Here's a breaking example, GooglePixel8.jpg is from https://exiftool.org/Google.tar.gz

import pyexiv2

with pyexiv2.Image("GooglePixel8.jpg") as pyexiv2_imagedata:

    # read xmp data as a dict
    xmp_dict = pyexiv2_imagedata.read_xmp()

    xmp_raw = pyexiv2_imagedata.read_raw_xmp()
    print('xmp_raw:\n' + xmp_raw)

    # uncomment the below to pass
    # pyexiv2.registerNs('http://ns.google.com/photos/1.0/container/item/', 'Item')

    # write the xmp dict back to the ImageData
    pyexiv2_imagedata.modify_xmp(xmp_dict)
LeoHsiao1 commented 7 months ago

Hi! According to the documentation https://exiv2.org/manpage.html#78-xmp-namespaces , exiv2 has standards defined prefixes and namespaces built-in. So this kind of error reporting, No namespace info available for XMP prefix, can remind users to check that they are writing the correct key. For example, some users may write EXIF, IPTC key when calling img.modify_xmp(). Therefore, I prefer to ask the user to manually call img.registerNs().

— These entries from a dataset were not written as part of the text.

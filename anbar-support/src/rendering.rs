//! Text rendering for diagnostics.
//!
//! Container errors mention Rust type names, which are long and full of
//! module paths. These helpers turn them into something a person can scan.

/// Joins a dependency chain with arrows.
///
/// # Examples
/// ```
/// use anbar_support::rendering::render_chain;
///
/// let chain = ["Mailer", "Transport", "Mailer"];
/// assert_eq!(render_chain(&chain), "Mailer → Transport → Mailer");
/// ```
pub fn render_chain(chain: &[impl AsRef<str>]) -> String {
    let mut out = String::new();
    for (i, link) in chain.iter().enumerate() {
        if i > 0 {
            out.push_str(" → ");
        }
        out.push_str(link.as_ref());
    }
    out
}

/// Renders one item per line, each prefixed with `    - `.
///
/// Every line starts with a newline so the result can be appended
/// directly after a heading.
///
/// ```
/// use anbar_support::rendering::render_bullets;
///
/// assert_eq!(render_bullets(&["a", "b"]), "\n    - a\n    - b");
/// assert_eq!(render_bullets::<&str>(&[]), "");
/// ```
pub fn render_bullets<S: AsRef<str>>(items: &[S]) -> String {
    items
        .iter()
        .map(|item| format!("\n    - {}", item.as_ref()))
        .collect()
}

/// Strips module paths from a type name, keeping generic structure.
///
/// ```
/// use anbar_support::rendering::shorten_type_name;
///
/// assert_eq!(shorten_type_name("app::log::ConsoleLogger"), "ConsoleLogger");
/// assert_eq!(
///     shorten_type_name("alloc::sync::Arc<dyn app::log::Logger + Send>"),
///     "Arc<dyn Logger + Send>"
/// );
/// ```
pub fn shorten_type_name(full_name: &str) -> String {
    let mut out = String::with_capacity(full_name.len());
    let mut segment_start = 0;
    let bytes = full_name.as_bytes();
    let mut i = 0;

    while i < bytes.len() {
        match bytes[i] {
            b':' if bytes.get(i + 1) == Some(&b':') => {
                i += 2;
                segment_start = i;
                continue;
            }
            b'<' | b'>' | b',' | b' ' | b'(' | b')' | b'[' | b']' | b'&' | b';' => {
                out.push_str(&full_name[segment_start..i]);
                out.push(bytes[i] as char);
                segment_start = i + 1;
            }
            _ => {}
        }
        i += 1;
    }

    out.push_str(&full_name[segment_start..]);
    out
}

/// Picks registered names that look like the requested one.
///
/// Matching is case-insensitive on shortened names. Substring hits rank
/// above shared prefixes; a prefix must be at least three characters to
/// count. At most `limit` names are returned, best first.
pub fn suggest_similar(requested: &str, available: &[&str], limit: usize) -> Vec<String> {
    let wanted = shorten_type_name(requested).to_lowercase();
    if wanted.is_empty() {
        return Vec::new();
    }

    let mut ranked: Vec<(usize, &str)> = available
        .iter()
        .filter_map(|&candidate| {
            let short = shorten_type_name(candidate).to_lowercase();
            if short == wanted {
                return None;
            }
            if short.contains(&wanted) || wanted.contains(&short) {
                return Some((1000, candidate));
            }
            let prefix = short
                .chars()
                .zip(wanted.chars())
                .take_while(|(a, b)| a == b)
                .count();
            (prefix >= 3).then_some((prefix, candidate))
        })
        .collect();

    ranked.sort_by(|a, b| b.0.cmp(&a.0).then_with(|| a.1.cmp(b.1)));
    ranked
        .into_iter()
        .take(limit)
        .map(|(_, name)| name.to_string())
        .collect()
}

Similarly, when the user modifies EXIF or IPTC metadata, exiv2 does not allow writing non-standard keys or even registering custom keys.

molexx commented 7 months ago

Hi and thanks.

I see your point that it is good to make a user explicitly create a non-standard tag.

But in this case a user is making a minor edit - perhaps just description - to an existing image. They don't know what the existing tags are but they want them to be kept. There is also the case where we are converting an uploaded image and just copying the existing metadata over to the new image. If read_xmp() discovers a non-standard namespace could it assume it is valid? Perhaps it could be an option, defaulted False?

If that's not right for pyexiv2 then I'd appreciate your thoughts on the best way to do it please: I am thinking that between every read_xmp() and modify_xmp() I could additionally call read_raw_xmp(), search the xml for namespaces (hopefully doable with regex to save time xml parsing the whole thing?) and call registerNs() for every namespace I find.

LeoHsiao1 commented 7 months ago

If you are just copying existing metadata to a new image, the following code is recommended:

data = img1.read_raw_xmp()
img2.modify_raw_xmp(data)

This way, exiv2 only reads and writes a piece of text in XML format. exiv2 does not parse what keys are contained in it, whether the format is correct or not. Another advantage is that processing raw_xmp directly is faster than parsing XML text.

molexx commented 6 months ago

Thanks. The copy works and standard keys can be updated using the dict so I'm good for now.

At some point in the future I'm going to need to let a user edit any of the existing fields, and it'll be easier to use the dict rather than the XML for that, so when I get to that point I'll implement something as described above.